In a 2001 Easter message, Ateek wrote, “Jesus is on the cross again with thousands of crucified Palestinians around him. The Israeli crucifixion system is operating daily.” He also compared Israel’s security wall to the rock that sealed Jesus’ tomb.

“The United Church of Christ prides itself on recognizing the covenant between God and the Jewish people, yet it has tolerated the use of this despicable imagery by one of its ecumenical partners,” said Dexter Van Zile, Christian media analyst at the Committee for Accuracy in Middle East Reporting in America. “This is very troublesome.”

But Sabeel and Ateek have been unfairly targeted and demonized, according to Martin Federman, co-chair of Jewish Voice for Peace’s Boston chapter. “Ateek has tried, for the sake of Palestinian Christians, to put [the conflict] in a context of what it feels like from a Christian point of view,” said Federman. “I have read Ateek’s stuff, and I have met with him on numerous occasions, and to call him anti-Semitic is so outrageous and defamatory it would be humorous if it wasn’t so serious.” Still, Federman conceded that some of the concerns about Ateek’s language are valid from a Jewish perspective.

Taylor, who said she could not speak on behalf of Ateek, Sabeel, or the United Church of Christ, of which Old South is a member, agreed that some of Sabeel’s language could be seen as problematic. “I find the language concerning.
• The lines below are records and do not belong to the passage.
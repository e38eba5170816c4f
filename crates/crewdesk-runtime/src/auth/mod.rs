//! Runtime permission policies.
//!
//! Rule evaluation lives in `crewdesk-auth`. This module adds the
//! runtime concerns around it:
//!
//! - [`AuditedPolicy`]: wraps any [`PermissionPolicy`] and writes an
//!   audit trail through `tracing`
//!
//! # Architecture
//!
//! ```text
//! crewdesk-auth (trait + table)
//!     PermissionPolicy, StaticPolicy, AccessDenied
//!         ↓
//! crewdesk-runtime/auth (implementations)
//!     AuditedPolicy
//! ```

mod audited;

pub use audited::AuditedPolicy;

pub use crewdesk_auth::{AccessDenied, PermissionPolicy, StaticPolicy};
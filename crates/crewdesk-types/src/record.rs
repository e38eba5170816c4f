//! Domain records.
//!
//! Records are owned and mutated by the data layer; access checks only
//! read their ownership fields through [`Owned`].

use crate::{CompanyId, ResponseId, ScheduleId, TicketId, UserId};
use serde::{Deserialize, Serialize};

/// Ownership fields shared by records that access rules inspect.
pub trait Owned {
    /// The creator or assignee.
    fn owner_id(&self) -> &UserId;

    /// The tenant the record belongs to. `None` means the record is
    /// addressed to the platform rather than a company.
    fn tenant_id(&self) -> Option<&CompanyId>;
}

/// A help ticket.
///
/// Tickets without a `company_id` are addressed to the platform
/// admins instead of a company's leadership. Only `user_id` is required
/// on the wire; a missing `id` is generated.
#[derive(Debug, Clone, PartialEq, Eq, Serialize, Deserialize)]
pub struct Ticket {
    #[serde(default = "TicketId::generate")]
    pub id: TicketId,
    #[serde(default)]
    pub title: String,
    #[serde(default)]
    pub content: String,
    #[serde(default)]
    pub closed: bool,
    #[serde(alias = "userId")]
    pub user_id: UserId,
    #[serde(default, alias = "companyId")]
    pub company_id: Option<CompanyId>,
    #[serde(default, alias = "createdAt", skip_serializing_if = "Option::is_none")]
    pub created_at: Option<String>,
}

impl Ticket {
    /// Creates an open, empty ticket owned by `user_id`.
    #[must_use]
    pub fn new(user_id: impl Into<UserId>, company_id: Option<impl Into<CompanyId>>) -> Self {
        Self {
            id: TicketId::generate(),
            title: String::new(),
            content: String::new(),
            closed: false,
            user_id: user_id.into(),
            company_id: company_id.map(Into::into),
            created_at: None,
        }
    }

    /// Sets the title.
    #[must_use]
    pub fn with_title(mut self, title: impl Into<String>) -> Self {
        self.title = title.into();
        self
    }
}

impl Owned for Ticket {
    fn owner_id(&self) -> &UserId {
        &self.user_id
    }

    fn tenant_id(&self) -> Option<&CompanyId> {
        self.company_id.as_ref()
    }
}

/// Pay category of a scheduled shift.
#[derive(Debug, Clone, Copy, PartialEq, Eq, Hash, Default, Serialize, Deserialize)]
#[serde(try_from = "u8", into = "u8")]
pub enum ScheduleCategory {
    #[default]
    Paid = 1,
    Unpaid = 2,
}

impl TryFrom<u8> for ScheduleCategory {
    type Error = String;

    fn try_from(code: u8) -> Result<Self, Self::Error> {
        match code {
            1 => Ok(Self::Paid),
            2 => Ok(Self::Unpaid),
            other => Err(format!("unknown schedule category {other}")),
        }
    }
}

impl From<ScheduleCategory> for u8 {
    fn from(category: ScheduleCategory) -> Self {
        category as u8
    }
}

/// A scheduled shift for one user.
#[derive(Debug, Clone, PartialEq, Eq, Serialize, Deserialize)]
pub struct Schedule {
    #[serde(default = "ScheduleId::generate")]
    pub id: ScheduleId,
    #[serde(default)]
    pub start: String,
    #[serde(default)]
    pub end: String,
    #[serde(default)]
    pub category: ScheduleCategory,
    #[serde(alias = "userId")]
    pub user_id: UserId,
    #[serde(default, alias = "companyId")]
    pub company_id: Option<CompanyId>,
}

impl Schedule {
    /// Creates a paid shift with empty bounds.
    #[must_use]
    pub fn new(user_id: impl Into<UserId>, company_id: Option<impl Into<CompanyId>>) -> Self {
        Self {
            id: ScheduleId::generate(),
            start: String::new(),
            end: String::new(),
            category: ScheduleCategory::Paid,
            user_id: user_id.into(),
            company_id: company_id.map(Into::into),
        }
    }
}

impl Owned for Schedule {
    fn owner_id(&self) -> &UserId {
        &self.user_id
    }

    fn tenant_id(&self) -> Option<&CompanyId> {
        self.company_id.as_ref()
    }
}

/// A reply posted on a ticket.
#[derive(Debug, Clone, PartialEq, Eq, Serialize, Deserialize)]
pub struct TicketResponse {
    pub id: ResponseId,
    pub content: String,
    #[serde(default)]
    pub name: String,
    #[serde(alias = "userId")]
    pub user_id: UserId,
    #[serde(alias = "ticketId")]
    pub ticket_id: TicketId,
    #[serde(default, alias = "companyId")]
    pub company_id: Option<CompanyId>,
    #[serde(default, alias = "createdAt", skip_serializing_if = "Option::is_none")]
    pub created_at: Option<String>,
}

/// A tenant.
#[derive(Debug, Clone, PartialEq, Eq, Serialize, Deserialize)]
pub struct Company {
    pub id: CompanyId,
    pub name: String,
    /// Join code employees use to sign up.
    pub code: String,
    #[serde(default)]
    pub verified: bool,
    #[serde(default, alias = "createdAt", skip_serializing_if = "Option::is_none")]
    pub created_at: Option<String>,
}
It is not language I would use,” she said.

The Sabeel event is part of Old South Church’s “Getting religion right: beyond stereotypes and statistics” series, which runs from October through December. Several Jewish speakers had been scheduled to speak at the conference, including Dennis Ross, Rabbi Susan Harris, and Rabbi Jonah Pesner of the Union for Reform Judaism. Pesner has since cancelled his appearance, although he would not say whether the Sabeel controversy influenced his decision. Ross’ name was also recently removed from the conference’s roster of speakers.

Meanwhile, Tutu, who holds the title of International Patron of Sabeel, has also been criticized for comments he made at the Old South Church in 2002 as part of another Sabeel-sponsored conference. In his address, Tutu implied that Israeli policies were the cause of suicide attacks and also compared the “Jewish lobby” to the totalitarian regimes of Hitler, Stalin, Mussolini, Pinochet and Apartheid South Africa.
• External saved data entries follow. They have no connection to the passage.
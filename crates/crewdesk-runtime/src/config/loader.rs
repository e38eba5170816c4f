//! Configuration loader with hierarchical merging.
//!
//! # Load Order
//!
//! 1. Default values (compile-time)
//! 2. Global config (`~/.crewdesk/config.toml`)
//! 3. Project config (`<project>/.crewdesk/config.toml`)
//! 4. Environment variables (`CREWDESK_*`)
//!
//! Each layer overrides the previous.

use super::{
    default_config_path, ConfigError, CrewdeskConfig, PROJECT_CONFIG_DIR, PROJECT_CONFIG_FILE,
};
use std::path::{Path, PathBuf};
use tracing::debug;

/// Helper macro for parsing boolean environment variables.
macro_rules! parse_env_bool {
    ($field:expr, $var:expr) => {
        if let Some(val) = $var.read() {
            $field = parse_bool(&val)
                .ok_or_else(|| ConfigError::invalid_env_var($var.name(), "expected bool"))?;
        }
    };
}

/// Configuration loader with builder pattern.
///
/// # Example
///
/// ```no_run
/// use crewdesk_runtime::config::ConfigLoader;
///
/// let config = ConfigLoader::new()
///     .with_project_root("/path/to/project")
///     .skip_env_vars()
///     .load()?;
/// # Ok::<(), crewdesk_runtime::config::ConfigError>(())
/// ```
#[derive(Debug, Clone, Default)]
pub struct ConfigLoader {
    /// Global config file path (defaults to ~/.crewdesk/config.toml).
    global_config_path: Option<PathBuf>,

    /// Project root directory.
    project_root: Option<PathBuf>,

    /// Environment source; the process environment unless overridden.
    env: EnvSource,

    skip_env: bool,
    skip_global: bool,
    skip_project: bool,
}

impl ConfigLoader {
    /// Creates a new loader with default settings.
    #[must_use]
    pub fn new() -> Self {
        Self::default()
    }

    /// Sets a custom global config path.
    #[must_use]
    pub fn with_global_config(mut self, path: impl Into<PathBuf>) -> Self {
        self.global_config_path = Some(path.into());
        self
    }

    /// Sets the project root directory.
    ///
    /// Project config will be loaded from `<project_root>/.crewdesk/config.toml`.
    #[must_use]
    pub fn with_project_root(mut self, path: impl Into<PathBuf>) -> Self {
        self.project_root = Some(path.into());
        self
    }

    /// Reads environment overrides from `vars` instead of the process
    /// environment.
    #[must_use]
    pub fn with_env<I, K, V>(mut self, vars: I) -> Self
    where
        I: IntoIterator<Item = (K, V)>,
        K: Into<String>,
        V: Into<String>,
    {
        self.env = EnvSource::Fixed(
            vars.into_iter()
                .map(|(k, v)| (k.into(), v.into()))
                .collect(),
        );
        self
    }

    /// Skips environment variable loading.
    #[must_use]
    pub fn skip_env_vars(mut self) -> Self {
        self.skip_env = true;
        self
    }

    /// Skips global config loading.
    #[must_use]
    pub fn skip_global_config(mut self) -> Self {
        self.skip_global = true;
        self
    }

    /// Skips project config loading.
    #[must_use]
    pub fn skip_project_config(mut self) -> Self {
        self.skip_project = true;
        self
    }

    /// Loads and merges configuration from all sources.
    ///
    /// # Errors
    ///
    /// Returns [`ConfigError`] if any config file exists but cannot be read
    /// or parsed, or an environment variable has an invalid value.
    /// Missing config files are silently ignored.
    pub fn load(&self) -> Result<CrewdeskConfig, ConfigError> {
        let mut config = CrewdeskConfig::default();

        if !self.skip_global {
            let global_path = self
                .global_config_path
                .clone()
                .unwrap_or_else(default_config_path);

            if let Some(global_config) = self.load_file(&global_path)? {
                debug!(path = %global_path.display(), "Loaded global config");
                config.merge(&global_config);
            }
        }

        if !self.skip_project {
            if let Some(ref project_root) = self.project_root {
                let project_config_path = project_root
                    .join(PROJECT_CONFIG_DIR)
                    .join(PROJECT_CONFIG_FILE);

                if let Some(project_config) = self.load_file(&project_config_path)? {
                    debug!(
                        path = %project_config_path.display(),
                        project = %project_root.display(),
                        "Loaded project config"
                    );
                    config.merge(&project_config);
                }
            }
        }

        if !self.skip_env {
            self.apply_env_vars(&mut config)?;
        }

        Ok(config)
    }

    /// Loads a config file, returning None if it doesn't exist.
    fn load_file(&self, path: &Path) -> Result<Option<CrewdeskConfig>, ConfigError> {
        if !path.exists() {
            return Ok(None);
        }

        let content = std::fs::read_to_string(path).map_err(|e| ConfigError::read_file(path, e))?;

        let config =
            CrewdeskConfig::from_toml(&content).map_err(|e| ConfigError::parse_toml(path, e))?;

        Ok(Some(config))
    }

    /// Applies environment variable overrides.
    fn apply_env_vars(&self, config: &mut CrewdeskConfig) -> Result<(), ConfigError> {
        let env = &self.env;
        let var = move |name: &'static str| EnvVar { name, source: env };

        parse_env_bool!(config.debug, var("CREWDESK_DEBUG"));
        parse_env_bool!(config.audit.enabled, var("CREWDESK_AUDIT"));
        parse_env_bool!(config.audit.log_allowed, var("CREWDESK_AUDIT_ALLOWED"));

        if let Some(val) = var("CREWDESK_LOG_FILE").read() {
            config.logging.file = true;
            config.logging.file_path = Some(PathBuf::from(val));
        }

        if let Some(val) = var("CREWDESK_LOG_LEVEL").read() {
            config.logging.file_level = val;
        }

        Ok(())
    }
}

/// Where environment overrides come from.
#[derive(Debug, Clone, Default)]
enum EnvSource {
    #[default]
    Process,
    Fixed(Vec<(String, String)>),
}

/// One named variable looked up in an [`EnvSource`].
struct EnvVar<'a> {
    name: &'static str,
    source: &'a EnvSource,
}

impl EnvVar<'_> {
    fn name(&self) -> &'static str {
        self.name
    }

    fn read(&self) -> Option<String> {
        match self.source {
            EnvSource::Process => std::env::var(self.name).ok(),
            EnvSource::Fixed(vars) => vars
                .iter()
                .find(|(k, _)| k == self.name)
                .map(|(_, v)| v.clone()),
        }
    }
}

/// Parses a boolean from string.
///
/// Accepts: "true", "false", "1", "0", "yes", "no", "on", "off"
/// (case-insensitive).
fn parse_bool(s: &str) -> Option<bool> {
    match s.trim().to_lowercase().as_str() {
        "true" | "1" | "yes" | "on" => Some(true),
        "false" | "0" | "no" | "off" => Some(false),
        _ => None,
    }
}
//! User identity.

use crate::{CompanyId, Role, RoleCode, UserId};
use serde::{Deserialize, Serialize};

/// An authenticated user as seen by access checks.
///
/// A `User` is identity plus tenant: who is acting ([`id`](Self::id)),
/// at which tier ([`role`](Self::role)), and for which company
/// ([`company_id`](Self::company_id)). Platform admins may have no
/// company.
///
/// Only `id`, `role` and `company_id` matter to the rule table. The
/// remaining fields are profile data carried for callers.
///
/// # Example
///
/// ```
/// use crewdesk_types::{Role, User};
///
/// let user = User::new("u1", Role::Leader, Some("c1"));
/// assert_eq!(user.role(), Some(Role::Leader));
/// assert_eq!(user.company_id.as_ref().map(|c| c.as_str()), Some("c1"));
///
/// // Unknown tiers survive deserialization and resolve to None.
/// let json = r#"{ "id": "u2", "role": 999, "companyId": "c1" }"#;
/// let odd: User = serde_json::from_str(json).unwrap();
/// assert_eq!(odd.role(), None);
/// ```
#[derive(Debug, Clone, PartialEq, Eq, Serialize, Deserialize)]
pub struct User {
    pub id: UserId,
    #[serde(default)]
    pub name: String,
    pub role: RoleCode,
    #[serde(default, alias = "companyId")]
    pub company_id: Option<CompanyId>,
    #[serde(default)]
    pub verified: bool,
    #[serde(default, skip_serializing_if = "Option::is_none")]
    pub age: Option<u32>,
    #[serde(default, alias = "hourlyWage", skip_serializing_if = "Option::is_none")]
    pub hourly_wage: Option<u32>,
    #[serde(default, alias = "createdAt", skip_serializing_if = "Option::is_none")]
    pub created_at: Option<String>,
}

impl User {
    /// Creates a verified user with empty profile data.
    #[must_use]
    pub fn new(
        id: impl Into<UserId>,
        role: impl Into<RoleCode>,
        company_id: Option<impl Into<CompanyId>>,
    ) -> Self {
        Self {
            id: id.into(),
            name: String::new(),
            role: role.into(),
            company_id: company_id.map(Into::into),
            verified: true,
            age: None,
            hourly_wage: None,
            created_at: None,
        }
    }

    /// Sets the display name.
    #[must_use]
    pub fn with_name(mut self, name: impl Into<String>) -> Self {
        self.name = name.into();
        self
    }

    /// Resolved tier, or `None` for an unknown role code.
    #[must_use]
    pub fn role(&self) -> Option<Role> {
        self.role.resolve()
    }
}

/// Renders `user:<id>@<role>`, e.g. `user:u1@owner`; an unresolved
/// role code shows as `unknown(N)`.
impl std::fmt::Display for User {
    fn fmt(&self, f: &mut std::fmt::Formatter<'_>) -> std::fmt::Result {
        write!(f, "{}@{}", self.id, self.role)
    }
}

#[cfg(test)]
mod tests {
    use super::*;

    #[test]
    fn new_user_resolves_role() {
        let user = User::new("u1", Role::Owner, Some("c1"));
        assert_eq!(user.role(), Some(Role::Owner));
        assert!(user.verified);
        assert_eq!(user.to_string(), "user:u1@owner");
    }

    #[test]
    fn admin_without_company() {
        let admin = User::new("a1", Role::Admin, None::<CompanyId>);
        assert!(admin.company_id.is_none());
    }

    #[test]
    fn deserializes_snake_and_camel_case() {
        let snake: User = serde_json::from_str(
            r#"{ "id": "u1", "name": "Jane", "role": 2, "company_id": "c1", "hourly_wage": 2000 }"#,
        )
        .expect("snake case");
        let camel: User = serde_json::from_str(
            r#"{ "id": "u1", "name": "Jane", "role": 2, "companyId": "c1", "hourlyWage": 2000 }"#,
        )
        .expect("camel case");
        assert_eq!(snake, camel);
        assert_eq!(snake.role(), Some(Role::Leader));
        assert_eq!(snake.hourly_wage, Some(2000));
    }

    #[test]
    fn unknown_role_code_is_kept() {
        let user: User =
            serde_json::from_str(r#"{ "id": "u1", "role": 0 }"#).expect("deserialize");
        assert_eq!(user.role, RoleCode(0));
        assert_eq!(user.role(), None);
        assert_eq!(user.to_string(), "user:u1@unknown(0)");
    }
}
“We reject the apartheid language and the traditional Christian imagery that has historically been used to vilify the Jewish people and is today used to vilify the Jewish state,” said Andrew H. Tarsy, regional director of the ADL.

Still, in a recent letter to the University of St. Thomas in Minnesota, the ADL objected to the university’s decision to call off an appearance by Tutu. And though the ADL will be part of this weekend’s demonstration, Tarsy affirmed Old South Church’s right to host Tutu.
“He has a right to speak and they have a right to have him,” said Tarsy. But, he added, “It is too bad that Tutu would lend his credence to [Sabeel].”

Kaufman agreed and said this weekend’s demonstration is about Sabeel, not Tutu.
“Sabeel claims to support non-violence, but it criticizes all Israeli security measures and has never denounced suicide bombing,” said Kaufman. “This isn’t about legitimate criticism of Israel; it’s about a group that goes way beyond legitimate criticism.”